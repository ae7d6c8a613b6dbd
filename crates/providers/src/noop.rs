use crate::{EmbedResponse, EmbeddingProvider, ProviderError};

/// Returns an empty vector per input. Every cosine against it is 0.0.
#[derive(Debug, Default)]
pub struct NoopProvider;

#[async_trait::async_trait]
impl EmbeddingProvider for NoopProvider {
    async fn embed(&self, texts: &[String]) -> Result<EmbedResponse, ProviderError> {
        Ok(EmbedResponse {
            vectors: vec![vec![]; texts.len()],
        })
    }
}
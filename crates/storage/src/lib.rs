//! Storage layer: on-disk artifacts.
//!
//! Holds the curated export layout and the JSON artifact helpers shared by
//! discovery, curation and the filter pipeline.

pub mod models;

use anyhow::Context;
use models::{ExportStats, ExportedEmail, MetadataEntry};
use serde::de::DeserializeOwned;
use serde::Serialize;
use std::path::Path;
use tracing::info;

pub const METADATA_FILE: &str = "_pipeline_metadata.json";

const SUBJECT_CHARS: usize = 60;
const SLUG_CHARS: usize = 50;

pub async fn write_json<T: Serialize>(path: &Path, value: &T) -> anyhow::Result<()> {
    if let Some(parent) = path.parent() {
        if !parent.as_os_str().is_empty() {
            tokio::fs::create_dir_all(parent)
                .await
                .with_context(|| format!("create {}", parent.display()))?;
        }
    }
    let body = serde_json::to_string_pretty(value)?;
    tokio::fs::write(path, body)
        .await
        .with_context(|| format!("write {}", path.display()))?;
    Ok(())
}

pub async fn read_json<T: DeserializeOwned>(path: &Path) -> anyhow::Result<T> {
    let raw = tokio::fs::read_to_string(path)
        .await
        .with_context(|| format!("read {}", path.display()))?;
    let parsed = serde_json::from_str(&raw).with_context(|| format!("parse {}", path.display()))?;
    Ok(parsed)
}

/// Keeps alphanumerics, space, `-` and `_`; everything else becomes `_`.
pub fn sanitize_subject(subject: &str) -> String {
    let source = if subject.is_empty() {
        "no_subject"
    } else {
        subject
    };
    let cleaned: String = source
        .chars()
        .map(|c| {
            if c.is_alphanumeric() || matches!(c, ' ' | '-' | '_') {
                c
            } else {
                '_'
            }
        })
        .take(SUBJECT_CHARS)
        .collect();
    cleaned.trim().to_string()
}

/// Filesystem-safe directory name for a project.
pub fn slugify(name: &str) -> String {
    let mut slug = String::with_capacity(name.len());
    let mut last_underscore = false;
    for c in name.to_lowercase().chars() {
        if c.is_ascii_lowercase() || c.is_ascii_digit() {
            slug.push(c);
            last_underscore = false;
        } else if !last_underscore {
            slug.push('_');
            last_underscore = true;
        }
    }
    slug.trim_matches('_').chars().take(SLUG_CHARS).collect()
}

/// Header block, `---` separator, then the body.
pub fn render_document(email: &ExportedEmail, include_folder: bool) -> String {
    let mut out = String::with_capacity(email.body.len() + 256);
    out.push_str(&format!("From: {}\n", email.sender));
    out.push_str(&format!("To: {}\n", email.recipients_to.join(", ")));
    out.push_str(&format!("Cc: {}\n", email.recipients_cc.join(", ")));
    out.push_str(&format!("Date: {}\n", email.date));
    out.push_str(&format!("Subject: {}\n", email.subject));
    if include_folder {
        out.push_str(&format!("Folder: {}\n", email.folder));
    }
    out.push_str("---\n");
    out.push_str(&email.body);
    out
}

pub fn export_filename(index: usize, subject: &str) -> String {
    format!("{:04}_{}.txt", index, sanitize_subject(subject))
}

/// Writes one text file per email plus an optional metadata sidecar.
pub async fn export_to_directory(
    emails: &[ExportedEmail],
    output_dir: &Path,
    include_metadata: bool,
) -> anyhow::Result<ExportStats> {
    tokio::fs::create_dir_all(output_dir)
        .await
        .with_context(|| format!("create {}", output_dir.display()))?;

    let mut exported = 0usize;
    for (i, email) in emails.iter().enumerate() {
        let path = output_dir.join(export_filename(i, &email.subject));
        tokio::fs::write(&path, render_document(email, true))
            .await
            .with_context(|| format!("write {}", path.display()))?;
        exported += 1;
    }

    if include_metadata {
        let metadata: Vec<MetadataEntry> = emails
            .iter()
            .enumerate()
            .map(|(index, e)| MetadataEntry {
                index,
                file_path: e.file_path.clone(),
                subject: e.subject.clone(),
                sender: e.sender.clone(),
                date: e.date.clone(),
                word_count: e.word_count,
                heuristic_score: e.heuristic_score,
                embedding_score: e.embedding_score,
                combined_score: e.combined_score,
                best_matching_query: e.best_matching_query.clone(),
                signals: e.signals.clone(),
            })
            .collect();
        write_json(&output_dir.join(METADATA_FILE), &metadata).await?;
    }

    info!("Exported {} emails to {}", exported, output_dir.display());
    Ok(ExportStats {
        exported,
        output_dir: output_dir.to_string_lossy().into_owned(),
    })
}

#[cfg(test)]
mod tests {
    use super::*;

    fn sample(subject: &str) -> ExportedEmail {
        ExportedEmail {
            file_path: "allen-p/inbox/1.".into(),
            sender: "phillip.allen@enron.com".into(),
            recipients_to: vec!["a@enron.com".into(), "b@enron.com".into()],
            recipients_cc: vec![],
            subject: subject.into(),
            date: "Mon, 14 May 2001 16:39:00 -0700".into(),
            folder: "inbox".into(),
            body: "Body text here.".into(),
            word_count: 3,
            heuristic_score: 0.5,
            embedding_score: 0.7,
            combined_score: 0.64,
            best_matching_query: "q".into(),
            signals: vec!["+0.15 targeted(2 recipients)".into()],
        }
    }

    #[test]
    fn sanitize_replaces_punctuation_and_truncates() {
        assert_eq!(sanitize_subject("Re: Q3/Q4 plan?"), "Re_ Q3_Q4 plan_");
        assert_eq!(sanitize_subject(""), "no_subject");
        let long = "x".repeat(100);
        assert_eq!(sanitize_subject(&long).len(), 60);
    }

    #[test]
    fn slugify_collapses_separators() {
        assert_eq!(slugify("Q3 Budget -- Planning!"), "q3_budget_planning");
        assert_eq!(slugify("  EOL Phase II  "), "eol_phase_ii");
        assert_eq!(slugify(&"ab ".repeat(40)).len(), 50);
    }

    #[test]
    fn render_places_separator_between_headers_and_body() {
        let doc = render_document(&sample("Hello"), true);
        assert!(doc.starts_with("From: phillip.allen@enron.com\nTo: a@enron.com, b@enron.com\n"));
        assert!(doc.contains("Folder: inbox\n---\nBody text here."));
        let upload = render_document(&sample("Hello"), false);
        assert!(!upload.contains("Folder:"));
    }

    #[tokio::test]
    async fn export_writes_files_and_metadata() {
        let temp = tempfile::tempdir().unwrap();
        let dir = temp.path().join("proj");
        let stats = export_to_directory(&[sample("First"), sample("Second?")], &dir, true)
            .await
            .unwrap();
        assert_eq!(stats.exported, 2);
        assert!(dir.join("0000_First.txt").exists());
        assert!(dir.join("0001_Second_.txt").exists());

        let meta: Vec<MetadataEntry> = read_json(&dir.join(METADATA_FILE)).await.unwrap();
        assert_eq!(meta.len(), 2);
        assert_eq!(meta[1].index, 1);
        assert_eq!(meta[0].signals, vec!["+0.15 targeted(2 recipients)".to_string()]);
    }
}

════════════════

**EXERCISE AIM:** Filter the entries above and keep only the lines with the word "anyhow".

**EXERCISE SOLUTION:**
use anyhow::Context;
pub async fn write_json<T: Serialize>(path: &Path, value: &T) -> anyhow::Result<()> {
pub async fn read_json<T: DeserializeOwned>(path: &Path) -> anyhow::Result<T> {
) -> anyhow::Result<ExportStats> {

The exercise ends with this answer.